**TASK ITEM:** Output the following data exactly.

•••••

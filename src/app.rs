//! Wiring of config, session slot, backend client and media host.
use anyhow::{Context, Result};
use std::sync::Arc;
use std::time::Duration;
use tracing::{debug, info};

use crate::api::ApiClient;
use crate::config::Config;
use crate::db;
use crate::error::{ApiError, ApiResult};
use crate::gate::{AccessGate, AdminView, GateDecision};
use crate::session::{Credential, SessionContext, SqliteSessionStore};
use crate::upload::{CloudinaryHost, SignedUpload};

pub struct AdminApp {
    pub config: Config,
    pub session: SessionContext,
    pub api: ApiClient,
    pub host: CloudinaryHost,
    pub gate: AccessGate,
}

impl AdminApp {
    /// Open the local database, restore the session and build the clients.
    pub async fn start(config: Config) -> Result<Self> {
        config.ensure_dirs().context("creating data dir")?;
        let pool = db::init_pool(&config.database_url()).await?;
        db::run_migrations(&pool).await?;

        let session = SessionContext::restore(Arc::new(SqliteSessionStore::new(pool)))
            .await
            .context("restoring session")?;
        Self::with_session(config, session)
    }

    /// Build the clients around an existing session context.
    pub fn with_session(config: Config, session: SessionContext) -> Result<Self> {
        let timeout = Duration::from_secs(config.app.request_timeout_secs);
        let api = ApiClient::new(config.api_base_url()?, session.clone(), timeout)?;
        let host = CloudinaryHost::new(config.media_base_url()?, timeout)?;
        let gate = AccessGate::new(session.clone());
        debug!(api = %api.base_url(), "admin client ready");
        Ok(Self {
            config,
            session,
            api,
            host,
            gate,
        })
    }

    pub fn uploader(&self) -> SignedUpload<'_> {
        SignedUpload::new(&self.api, &self.host)
    }

    /// Pass the gate for `view`; a redirect means the session is missing or expired.
    pub fn open(&self, view: AdminView) -> ApiResult<AdminView> {
        match self.gate.navigate(view.path()) {
            GateDecision::Render(view) => Ok(view),
            GateDecision::Redirect(to) => {
                info!(requested = view.path(), redirect = to, "not signed in");
                Err(ApiError::Unauthorized)
            }
        }
    }

    /// Store a token issued by the backend's login endpoint.
    pub async fn login(&self, token: &str) -> ApiResult<Credential> {
        let token = token.trim();
        if token.is_empty() {
            return Err(ApiError::validation("token must not be empty"));
        }
        let ttl = match self.config.session.ttl_hours {
            0 => None,
            hours => Some(chrono::Duration::hours(hours as i64)),
        };
        let credential = Credential::new(token, ttl);
        self.session.login(credential.clone()).await?;
        Ok(credential)
    }
}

•••••

**REPLY:**
filename src/app.rs
//! Wiring of config, session slot, backend client and media host.
use anyhow::{Context, Result};
use std::sync::Arc;
use std::time::Duration;
use tracing::{debug, info};

use crate::api::ApiClient;
use crate::config::Config;
use crate::db;
use crate::error::{ApiError, ApiResult};
use crate::gate::{AccessGate, AdminView, GateDecision};
use crate::session::{Credential, SessionContext, SqliteSessionStore};
use crate::upload::{CloudinaryHost, SignedUpload};

pub struct AdminApp {
    pub config: Config,
    pub session: SessionContext,
    pub api: ApiClient,
    pub host: CloudinaryHost,
    pub gate: AccessGate,
}

impl AdminApp {
    /// Open the local database, restore the session and build the clients.
    pub async fn start(config: Config) -> Result<Self> {
        config.ensure_dirs().context("creating data dir")?;
        let pool = db::init_pool(&config.database_url()).await?;
        db::run_migrations(&pool).await?;

        let session = SessionContext::restore(Arc::new(SqliteSessionStore::new(pool)))
            .await
            .context("restoring session")?;
        Self::with_session(config, session)
    }

    /// Build the clients around an existing session context.
    pub fn with_session(config: Config, session: SessionContext) -> Result<Self> {
        let timeout = Duration::from_secs(config.app.request_timeout_secs);
        let api = ApiClient::new(config.api_base_url()?, session.clone(), timeout)?;
        let host = CloudinaryHost::new(config.media_base_url()?, timeout)?;
        let gate = AccessGate::new(session.clone());
        debug!(api = %api.base_url(), "admin client ready");
        Ok(Self {
            config,
            session,
            api,
            host,
            gate,
        })
    }

    pub fn uploader(&self) -> SignedUpload<'_> {
        SignedUpload::new(&self.api, &self.host)
    }

    /// Pass the gate for `view`; a redirect means the session is missing or expired.
    pub fn open(&self, view: AdminView) -> ApiResult<AdminView> {
        match self.gate.navigate(view.path()) {
            GateDecision::Render(view) => Ok(view),
            GateDecision::Redirect(to) => {
                info!(requested = view.path(), redirect = to, "not signed in");
                Err(ApiError::Unauthorized)
            }
        }
    }

    /// Store a token issued by the backend's login endpoint.
    pub async fn login(&self, token: &str) -> ApiResult<Credential> {
        let token = token.trim();
        if token.is_empty() {
            return Err(ApiError::validation("token must not be empty"));
        }
        let ttl = match self.config.session.ttl_hours {
            0 => None,
            hours => Some(chrono::Duration::hours(hours as i64)),
        };
        let credential = Credential::new(token, ttl);
        self.session.login(credential.clone()).await?;
        Ok(credential)
    }
}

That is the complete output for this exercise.